#### Your goal:
Up to and including the line that contains "use std::time::Duration;", repeat each line of the data exactly, starting from the first.

#### Source data:
──────────
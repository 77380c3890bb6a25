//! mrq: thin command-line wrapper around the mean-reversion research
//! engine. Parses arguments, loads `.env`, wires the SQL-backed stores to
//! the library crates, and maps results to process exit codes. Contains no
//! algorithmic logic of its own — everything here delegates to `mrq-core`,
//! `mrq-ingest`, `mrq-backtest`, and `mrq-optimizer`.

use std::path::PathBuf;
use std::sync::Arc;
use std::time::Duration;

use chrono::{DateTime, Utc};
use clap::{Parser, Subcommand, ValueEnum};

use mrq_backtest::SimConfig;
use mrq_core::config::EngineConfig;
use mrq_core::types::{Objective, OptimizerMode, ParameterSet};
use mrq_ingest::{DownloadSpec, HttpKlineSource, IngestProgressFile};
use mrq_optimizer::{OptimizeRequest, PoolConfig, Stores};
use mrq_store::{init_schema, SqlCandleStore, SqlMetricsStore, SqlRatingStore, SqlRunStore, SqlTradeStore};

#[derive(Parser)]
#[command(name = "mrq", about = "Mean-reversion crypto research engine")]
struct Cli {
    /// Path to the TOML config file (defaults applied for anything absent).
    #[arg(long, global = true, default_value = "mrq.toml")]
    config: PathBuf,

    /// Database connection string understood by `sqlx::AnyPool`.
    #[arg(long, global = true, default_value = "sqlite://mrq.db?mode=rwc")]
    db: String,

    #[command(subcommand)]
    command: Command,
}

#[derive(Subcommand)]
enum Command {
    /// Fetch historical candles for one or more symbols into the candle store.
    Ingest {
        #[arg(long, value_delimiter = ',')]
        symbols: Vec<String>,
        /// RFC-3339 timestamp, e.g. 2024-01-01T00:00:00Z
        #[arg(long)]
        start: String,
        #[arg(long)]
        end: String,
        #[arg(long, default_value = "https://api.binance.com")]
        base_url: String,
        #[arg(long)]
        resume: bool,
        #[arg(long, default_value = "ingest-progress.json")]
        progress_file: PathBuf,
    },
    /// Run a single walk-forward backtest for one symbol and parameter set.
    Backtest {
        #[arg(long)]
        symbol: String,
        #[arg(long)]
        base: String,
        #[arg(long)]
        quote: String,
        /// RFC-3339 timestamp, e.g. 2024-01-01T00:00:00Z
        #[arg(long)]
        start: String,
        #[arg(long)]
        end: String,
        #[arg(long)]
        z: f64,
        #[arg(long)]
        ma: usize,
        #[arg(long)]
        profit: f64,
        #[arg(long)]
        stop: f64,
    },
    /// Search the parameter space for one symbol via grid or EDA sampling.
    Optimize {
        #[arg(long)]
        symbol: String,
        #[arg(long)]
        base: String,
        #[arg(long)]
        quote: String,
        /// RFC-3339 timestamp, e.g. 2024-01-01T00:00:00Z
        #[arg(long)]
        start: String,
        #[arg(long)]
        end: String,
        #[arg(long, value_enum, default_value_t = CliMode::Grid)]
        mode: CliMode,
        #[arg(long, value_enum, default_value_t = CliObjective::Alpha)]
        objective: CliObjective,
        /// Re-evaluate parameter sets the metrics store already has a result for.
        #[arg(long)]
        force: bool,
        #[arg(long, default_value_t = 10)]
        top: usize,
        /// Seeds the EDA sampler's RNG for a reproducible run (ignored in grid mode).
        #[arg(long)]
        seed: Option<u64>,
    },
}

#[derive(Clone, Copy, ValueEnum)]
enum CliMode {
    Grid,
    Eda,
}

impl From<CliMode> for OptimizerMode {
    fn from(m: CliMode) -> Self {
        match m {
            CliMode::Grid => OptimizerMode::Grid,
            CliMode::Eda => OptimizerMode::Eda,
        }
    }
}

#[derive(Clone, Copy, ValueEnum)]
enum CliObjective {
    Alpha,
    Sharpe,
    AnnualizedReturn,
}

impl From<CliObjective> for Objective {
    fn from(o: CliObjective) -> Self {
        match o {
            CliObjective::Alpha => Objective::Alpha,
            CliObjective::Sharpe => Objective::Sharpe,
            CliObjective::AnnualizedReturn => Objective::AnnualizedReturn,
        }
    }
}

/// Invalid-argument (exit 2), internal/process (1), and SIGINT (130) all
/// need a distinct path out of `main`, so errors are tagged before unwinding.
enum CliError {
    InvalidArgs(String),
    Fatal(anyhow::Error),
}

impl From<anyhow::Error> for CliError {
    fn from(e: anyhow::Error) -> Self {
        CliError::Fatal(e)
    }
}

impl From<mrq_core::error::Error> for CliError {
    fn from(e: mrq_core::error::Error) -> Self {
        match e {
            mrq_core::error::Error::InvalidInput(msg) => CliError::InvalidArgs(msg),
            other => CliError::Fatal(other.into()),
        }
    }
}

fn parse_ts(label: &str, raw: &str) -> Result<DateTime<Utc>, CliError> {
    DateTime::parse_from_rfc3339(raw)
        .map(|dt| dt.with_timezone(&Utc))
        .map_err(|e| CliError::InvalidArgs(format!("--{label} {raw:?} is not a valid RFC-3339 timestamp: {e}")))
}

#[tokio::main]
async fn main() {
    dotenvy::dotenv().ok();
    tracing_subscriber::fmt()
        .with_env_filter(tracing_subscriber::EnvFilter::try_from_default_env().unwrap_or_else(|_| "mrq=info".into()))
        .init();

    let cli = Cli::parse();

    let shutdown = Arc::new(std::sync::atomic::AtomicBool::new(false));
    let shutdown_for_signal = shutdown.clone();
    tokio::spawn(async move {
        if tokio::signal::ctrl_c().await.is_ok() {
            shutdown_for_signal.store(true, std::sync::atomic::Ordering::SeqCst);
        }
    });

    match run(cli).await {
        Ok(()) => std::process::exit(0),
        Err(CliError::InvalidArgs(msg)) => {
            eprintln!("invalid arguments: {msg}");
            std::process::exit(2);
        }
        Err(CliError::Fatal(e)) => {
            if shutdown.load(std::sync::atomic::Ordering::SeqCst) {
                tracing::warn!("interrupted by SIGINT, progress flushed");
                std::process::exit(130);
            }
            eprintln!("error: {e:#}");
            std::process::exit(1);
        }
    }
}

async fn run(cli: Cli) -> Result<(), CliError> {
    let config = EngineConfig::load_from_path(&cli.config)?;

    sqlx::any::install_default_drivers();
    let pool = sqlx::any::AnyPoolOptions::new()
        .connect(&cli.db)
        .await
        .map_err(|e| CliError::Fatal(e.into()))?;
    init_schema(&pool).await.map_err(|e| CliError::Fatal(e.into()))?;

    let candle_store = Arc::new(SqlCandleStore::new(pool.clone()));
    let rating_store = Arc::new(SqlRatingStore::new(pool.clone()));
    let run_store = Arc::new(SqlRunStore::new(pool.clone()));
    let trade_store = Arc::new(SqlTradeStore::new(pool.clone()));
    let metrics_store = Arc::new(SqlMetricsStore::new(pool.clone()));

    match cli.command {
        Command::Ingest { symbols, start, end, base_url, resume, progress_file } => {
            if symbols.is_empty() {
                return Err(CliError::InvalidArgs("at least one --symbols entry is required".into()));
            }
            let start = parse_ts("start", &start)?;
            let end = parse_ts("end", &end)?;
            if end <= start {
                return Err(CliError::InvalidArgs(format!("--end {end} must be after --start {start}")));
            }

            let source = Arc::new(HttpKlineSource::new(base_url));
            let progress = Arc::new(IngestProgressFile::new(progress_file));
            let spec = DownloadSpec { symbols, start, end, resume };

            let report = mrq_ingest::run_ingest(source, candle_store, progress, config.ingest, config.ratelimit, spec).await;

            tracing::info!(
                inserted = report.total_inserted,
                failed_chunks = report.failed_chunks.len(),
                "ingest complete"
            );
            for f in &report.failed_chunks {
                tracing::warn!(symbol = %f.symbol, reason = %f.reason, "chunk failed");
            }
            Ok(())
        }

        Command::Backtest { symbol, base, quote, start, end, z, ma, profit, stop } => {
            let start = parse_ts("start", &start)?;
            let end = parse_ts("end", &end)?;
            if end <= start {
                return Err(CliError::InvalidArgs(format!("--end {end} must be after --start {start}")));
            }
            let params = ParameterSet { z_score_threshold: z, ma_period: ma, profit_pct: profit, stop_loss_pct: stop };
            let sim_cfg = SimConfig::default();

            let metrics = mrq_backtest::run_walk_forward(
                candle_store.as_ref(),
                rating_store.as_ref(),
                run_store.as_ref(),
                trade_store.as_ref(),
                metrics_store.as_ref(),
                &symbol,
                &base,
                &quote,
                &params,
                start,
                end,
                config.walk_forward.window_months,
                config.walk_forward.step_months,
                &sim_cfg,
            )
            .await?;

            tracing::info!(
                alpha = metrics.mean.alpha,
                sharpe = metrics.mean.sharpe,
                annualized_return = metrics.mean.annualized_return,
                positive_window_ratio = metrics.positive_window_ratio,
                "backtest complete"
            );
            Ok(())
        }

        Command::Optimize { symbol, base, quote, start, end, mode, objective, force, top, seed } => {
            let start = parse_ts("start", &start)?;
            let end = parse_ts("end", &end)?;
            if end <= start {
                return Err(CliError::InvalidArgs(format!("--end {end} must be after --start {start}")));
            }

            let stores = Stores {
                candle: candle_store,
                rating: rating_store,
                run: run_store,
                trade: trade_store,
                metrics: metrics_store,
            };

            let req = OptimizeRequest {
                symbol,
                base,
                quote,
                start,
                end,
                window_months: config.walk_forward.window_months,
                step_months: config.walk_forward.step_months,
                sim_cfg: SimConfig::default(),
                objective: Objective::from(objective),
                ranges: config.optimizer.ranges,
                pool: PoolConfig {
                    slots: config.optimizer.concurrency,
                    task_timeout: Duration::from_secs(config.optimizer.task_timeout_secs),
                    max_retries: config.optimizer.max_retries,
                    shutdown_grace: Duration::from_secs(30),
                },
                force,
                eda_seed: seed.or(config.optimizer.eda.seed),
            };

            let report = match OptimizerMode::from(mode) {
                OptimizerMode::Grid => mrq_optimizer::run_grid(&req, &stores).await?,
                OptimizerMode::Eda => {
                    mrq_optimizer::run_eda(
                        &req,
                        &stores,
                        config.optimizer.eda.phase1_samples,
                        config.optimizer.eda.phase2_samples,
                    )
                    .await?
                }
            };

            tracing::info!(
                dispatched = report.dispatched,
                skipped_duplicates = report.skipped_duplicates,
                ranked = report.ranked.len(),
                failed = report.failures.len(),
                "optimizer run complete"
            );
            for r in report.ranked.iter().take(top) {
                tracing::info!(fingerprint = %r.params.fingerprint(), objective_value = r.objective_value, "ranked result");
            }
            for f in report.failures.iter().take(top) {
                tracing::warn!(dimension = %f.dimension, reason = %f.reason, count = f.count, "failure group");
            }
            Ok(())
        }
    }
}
──────────
#### Exercise answer:
repository 77380c3890bb6a25
//! mrq: thin command-line wrapper around the mean-reversion research
//! engine. Parses arguments, loads `.env`, wires the SQL-backed stores to
//! the library crates, and maps results to process exit codes. Contains no
//! algorithmic logic of its own — everything here delegates to `mrq-core`,
//! `mrq-ingest`, `mrq-backtest`, and `mrq-optimizer`.

use std::path::PathBuf;
use std::sync::Arc;
use std::time::Duration;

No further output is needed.